[Collected data]
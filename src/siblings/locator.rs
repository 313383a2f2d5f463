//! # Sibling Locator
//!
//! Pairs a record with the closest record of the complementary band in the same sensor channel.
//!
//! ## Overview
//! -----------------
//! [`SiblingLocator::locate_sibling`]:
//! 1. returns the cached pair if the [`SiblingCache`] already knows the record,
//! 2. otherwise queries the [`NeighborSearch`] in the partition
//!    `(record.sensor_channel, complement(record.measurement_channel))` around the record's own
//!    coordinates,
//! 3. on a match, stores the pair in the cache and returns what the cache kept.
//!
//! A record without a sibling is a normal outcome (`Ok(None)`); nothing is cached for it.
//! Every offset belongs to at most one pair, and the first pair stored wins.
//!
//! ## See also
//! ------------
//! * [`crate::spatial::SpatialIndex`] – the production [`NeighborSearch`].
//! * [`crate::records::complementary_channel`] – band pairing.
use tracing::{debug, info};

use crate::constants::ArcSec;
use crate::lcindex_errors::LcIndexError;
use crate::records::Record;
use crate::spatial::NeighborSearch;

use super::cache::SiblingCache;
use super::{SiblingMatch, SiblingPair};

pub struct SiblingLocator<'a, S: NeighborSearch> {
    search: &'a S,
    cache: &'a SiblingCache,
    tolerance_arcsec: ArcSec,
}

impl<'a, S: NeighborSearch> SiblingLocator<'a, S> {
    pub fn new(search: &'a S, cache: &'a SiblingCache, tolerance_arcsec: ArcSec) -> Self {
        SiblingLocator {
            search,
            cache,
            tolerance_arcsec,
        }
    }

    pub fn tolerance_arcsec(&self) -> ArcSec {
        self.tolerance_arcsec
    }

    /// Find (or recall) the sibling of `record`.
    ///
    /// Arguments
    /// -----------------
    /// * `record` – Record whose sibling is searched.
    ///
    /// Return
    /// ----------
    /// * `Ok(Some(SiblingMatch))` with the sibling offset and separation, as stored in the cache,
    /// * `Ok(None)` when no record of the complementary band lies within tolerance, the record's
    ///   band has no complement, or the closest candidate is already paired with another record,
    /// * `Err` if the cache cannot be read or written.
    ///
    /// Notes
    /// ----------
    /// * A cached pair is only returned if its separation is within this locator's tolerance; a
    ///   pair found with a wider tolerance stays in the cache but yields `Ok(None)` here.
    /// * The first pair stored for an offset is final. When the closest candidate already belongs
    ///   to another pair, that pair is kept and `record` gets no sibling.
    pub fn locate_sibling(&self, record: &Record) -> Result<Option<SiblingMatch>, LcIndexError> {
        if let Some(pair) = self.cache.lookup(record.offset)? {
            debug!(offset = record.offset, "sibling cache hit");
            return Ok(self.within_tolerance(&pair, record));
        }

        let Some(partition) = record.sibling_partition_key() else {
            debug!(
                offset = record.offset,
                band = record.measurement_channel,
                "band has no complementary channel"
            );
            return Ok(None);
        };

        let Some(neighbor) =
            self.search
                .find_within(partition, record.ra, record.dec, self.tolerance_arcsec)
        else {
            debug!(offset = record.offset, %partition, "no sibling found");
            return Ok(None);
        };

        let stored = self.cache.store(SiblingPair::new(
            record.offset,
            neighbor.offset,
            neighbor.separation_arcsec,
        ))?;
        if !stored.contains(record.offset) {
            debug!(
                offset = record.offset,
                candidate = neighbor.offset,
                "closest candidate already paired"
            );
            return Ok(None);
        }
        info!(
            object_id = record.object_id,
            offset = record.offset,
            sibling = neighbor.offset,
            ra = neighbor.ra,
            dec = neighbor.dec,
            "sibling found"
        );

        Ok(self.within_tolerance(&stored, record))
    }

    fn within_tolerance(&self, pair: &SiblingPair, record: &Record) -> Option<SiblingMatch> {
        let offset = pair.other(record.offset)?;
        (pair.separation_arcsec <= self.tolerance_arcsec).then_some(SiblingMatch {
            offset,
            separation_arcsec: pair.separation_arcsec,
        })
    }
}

* * *

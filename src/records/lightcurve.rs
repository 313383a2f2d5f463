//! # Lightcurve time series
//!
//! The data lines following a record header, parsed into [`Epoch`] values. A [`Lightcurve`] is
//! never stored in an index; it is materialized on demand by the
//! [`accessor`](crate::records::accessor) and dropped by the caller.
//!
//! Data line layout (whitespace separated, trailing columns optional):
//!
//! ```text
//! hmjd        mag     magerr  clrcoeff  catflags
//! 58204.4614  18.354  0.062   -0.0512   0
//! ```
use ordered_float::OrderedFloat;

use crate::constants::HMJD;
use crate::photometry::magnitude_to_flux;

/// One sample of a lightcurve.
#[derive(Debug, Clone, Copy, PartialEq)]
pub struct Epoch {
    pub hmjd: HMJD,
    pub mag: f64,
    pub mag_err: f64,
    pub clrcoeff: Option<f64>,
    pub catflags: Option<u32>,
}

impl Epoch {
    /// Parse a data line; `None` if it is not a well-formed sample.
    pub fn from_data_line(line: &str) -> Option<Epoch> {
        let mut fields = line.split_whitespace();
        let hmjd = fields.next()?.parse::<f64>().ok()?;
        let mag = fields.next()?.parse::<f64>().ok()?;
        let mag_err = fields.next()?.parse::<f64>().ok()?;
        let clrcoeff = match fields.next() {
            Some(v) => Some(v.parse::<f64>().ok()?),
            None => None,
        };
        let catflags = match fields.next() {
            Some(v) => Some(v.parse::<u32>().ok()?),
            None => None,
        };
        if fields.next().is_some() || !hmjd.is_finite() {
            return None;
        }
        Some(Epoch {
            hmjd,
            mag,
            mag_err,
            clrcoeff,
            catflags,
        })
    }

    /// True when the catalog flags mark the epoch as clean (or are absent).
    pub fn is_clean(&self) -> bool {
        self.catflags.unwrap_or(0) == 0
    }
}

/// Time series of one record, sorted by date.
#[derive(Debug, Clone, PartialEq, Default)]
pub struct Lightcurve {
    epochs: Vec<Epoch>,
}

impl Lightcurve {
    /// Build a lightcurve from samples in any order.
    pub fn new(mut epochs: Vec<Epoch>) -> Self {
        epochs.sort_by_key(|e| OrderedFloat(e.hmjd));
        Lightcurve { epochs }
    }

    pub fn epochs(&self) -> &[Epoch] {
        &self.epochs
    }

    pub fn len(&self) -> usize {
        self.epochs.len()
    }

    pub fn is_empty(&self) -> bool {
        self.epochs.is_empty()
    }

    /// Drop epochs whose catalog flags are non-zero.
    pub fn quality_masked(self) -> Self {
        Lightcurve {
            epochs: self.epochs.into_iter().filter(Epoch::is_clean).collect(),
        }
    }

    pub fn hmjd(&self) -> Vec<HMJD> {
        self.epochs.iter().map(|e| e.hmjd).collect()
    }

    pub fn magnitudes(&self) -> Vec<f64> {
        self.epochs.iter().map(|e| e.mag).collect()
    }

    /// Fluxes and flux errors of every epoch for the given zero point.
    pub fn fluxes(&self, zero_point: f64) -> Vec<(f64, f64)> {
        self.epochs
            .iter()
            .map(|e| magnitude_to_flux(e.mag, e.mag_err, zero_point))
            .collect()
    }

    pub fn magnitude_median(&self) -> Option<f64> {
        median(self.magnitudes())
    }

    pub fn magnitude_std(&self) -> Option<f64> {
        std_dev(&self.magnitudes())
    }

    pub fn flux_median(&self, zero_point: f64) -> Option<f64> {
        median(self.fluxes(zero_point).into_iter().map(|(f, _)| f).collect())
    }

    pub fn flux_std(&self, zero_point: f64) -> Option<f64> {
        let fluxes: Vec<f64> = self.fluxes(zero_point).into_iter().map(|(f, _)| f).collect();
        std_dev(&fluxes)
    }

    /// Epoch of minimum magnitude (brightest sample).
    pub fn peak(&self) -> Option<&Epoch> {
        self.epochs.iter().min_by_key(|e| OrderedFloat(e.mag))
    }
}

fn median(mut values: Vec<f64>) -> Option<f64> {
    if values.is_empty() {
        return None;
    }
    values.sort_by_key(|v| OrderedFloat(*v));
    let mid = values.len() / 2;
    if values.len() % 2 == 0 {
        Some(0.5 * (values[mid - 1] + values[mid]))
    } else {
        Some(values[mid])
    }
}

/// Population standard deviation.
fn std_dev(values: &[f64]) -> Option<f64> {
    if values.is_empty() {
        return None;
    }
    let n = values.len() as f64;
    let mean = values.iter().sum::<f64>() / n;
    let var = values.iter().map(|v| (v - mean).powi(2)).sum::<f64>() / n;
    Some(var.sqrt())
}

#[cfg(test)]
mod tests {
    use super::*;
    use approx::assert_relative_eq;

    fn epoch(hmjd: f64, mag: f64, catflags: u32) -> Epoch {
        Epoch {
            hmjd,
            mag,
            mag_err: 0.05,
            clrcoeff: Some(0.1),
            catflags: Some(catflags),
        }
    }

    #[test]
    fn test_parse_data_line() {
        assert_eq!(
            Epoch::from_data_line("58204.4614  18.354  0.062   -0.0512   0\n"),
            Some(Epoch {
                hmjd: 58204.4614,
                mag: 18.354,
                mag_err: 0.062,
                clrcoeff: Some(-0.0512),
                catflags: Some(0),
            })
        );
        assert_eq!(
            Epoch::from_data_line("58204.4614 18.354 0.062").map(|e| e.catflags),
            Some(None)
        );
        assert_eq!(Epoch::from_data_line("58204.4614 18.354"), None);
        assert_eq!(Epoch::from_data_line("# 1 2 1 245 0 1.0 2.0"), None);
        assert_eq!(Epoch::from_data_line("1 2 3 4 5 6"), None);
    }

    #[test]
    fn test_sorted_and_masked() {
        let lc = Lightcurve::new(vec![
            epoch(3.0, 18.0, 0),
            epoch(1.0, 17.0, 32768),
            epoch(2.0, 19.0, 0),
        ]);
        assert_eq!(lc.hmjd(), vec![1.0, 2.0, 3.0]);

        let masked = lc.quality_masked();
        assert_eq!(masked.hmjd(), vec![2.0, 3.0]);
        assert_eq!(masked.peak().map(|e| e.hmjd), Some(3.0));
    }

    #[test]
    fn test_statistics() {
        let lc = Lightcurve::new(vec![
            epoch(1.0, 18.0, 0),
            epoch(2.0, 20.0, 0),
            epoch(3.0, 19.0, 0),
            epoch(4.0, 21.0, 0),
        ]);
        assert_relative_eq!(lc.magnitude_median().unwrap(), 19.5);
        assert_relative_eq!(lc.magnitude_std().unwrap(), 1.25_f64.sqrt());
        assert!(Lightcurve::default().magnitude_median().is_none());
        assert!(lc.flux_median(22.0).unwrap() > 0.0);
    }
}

--

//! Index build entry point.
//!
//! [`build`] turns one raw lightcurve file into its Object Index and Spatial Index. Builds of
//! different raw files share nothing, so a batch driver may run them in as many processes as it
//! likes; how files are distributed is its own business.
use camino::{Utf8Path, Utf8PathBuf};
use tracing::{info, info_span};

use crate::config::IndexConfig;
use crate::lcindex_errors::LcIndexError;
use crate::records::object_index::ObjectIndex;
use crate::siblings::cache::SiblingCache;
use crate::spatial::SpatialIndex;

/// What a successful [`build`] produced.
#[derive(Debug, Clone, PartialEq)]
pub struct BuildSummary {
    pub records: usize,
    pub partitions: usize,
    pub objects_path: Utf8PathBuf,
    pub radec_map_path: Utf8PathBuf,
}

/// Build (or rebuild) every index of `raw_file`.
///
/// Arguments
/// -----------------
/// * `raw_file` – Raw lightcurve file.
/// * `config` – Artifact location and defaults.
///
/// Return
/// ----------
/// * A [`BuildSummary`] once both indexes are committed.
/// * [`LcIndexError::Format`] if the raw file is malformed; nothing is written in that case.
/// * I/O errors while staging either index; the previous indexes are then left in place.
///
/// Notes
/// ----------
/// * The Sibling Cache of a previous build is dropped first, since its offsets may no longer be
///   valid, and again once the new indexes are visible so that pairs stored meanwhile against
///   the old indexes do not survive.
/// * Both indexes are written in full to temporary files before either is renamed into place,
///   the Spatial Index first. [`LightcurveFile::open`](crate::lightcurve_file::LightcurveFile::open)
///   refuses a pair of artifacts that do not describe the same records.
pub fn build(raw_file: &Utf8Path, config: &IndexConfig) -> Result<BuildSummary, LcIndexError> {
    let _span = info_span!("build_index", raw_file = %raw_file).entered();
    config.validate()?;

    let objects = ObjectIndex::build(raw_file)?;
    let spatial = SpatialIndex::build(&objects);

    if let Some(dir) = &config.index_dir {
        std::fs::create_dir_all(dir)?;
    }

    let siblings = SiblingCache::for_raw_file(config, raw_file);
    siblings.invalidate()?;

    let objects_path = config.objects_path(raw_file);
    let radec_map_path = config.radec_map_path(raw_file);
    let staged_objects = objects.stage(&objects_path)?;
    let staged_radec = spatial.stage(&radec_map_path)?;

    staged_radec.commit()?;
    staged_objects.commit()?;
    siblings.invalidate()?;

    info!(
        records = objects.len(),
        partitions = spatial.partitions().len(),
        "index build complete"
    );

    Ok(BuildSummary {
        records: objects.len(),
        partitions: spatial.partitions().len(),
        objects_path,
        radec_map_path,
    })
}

EXERCISE OBJECTIVE:
Filter the entries above and return only the lines holding "OrderedFloat".

PROBLEM SOLUTION:
use ordered_float::OrderedFloat;
        epochs.sort_by_key(|e| OrderedFloat(e.hmjd));
        self.epochs.iter().min_by_key(|e| OrderedFloat(e.mag))
    values.sort_by_key(|v| OrderedFloat(*v));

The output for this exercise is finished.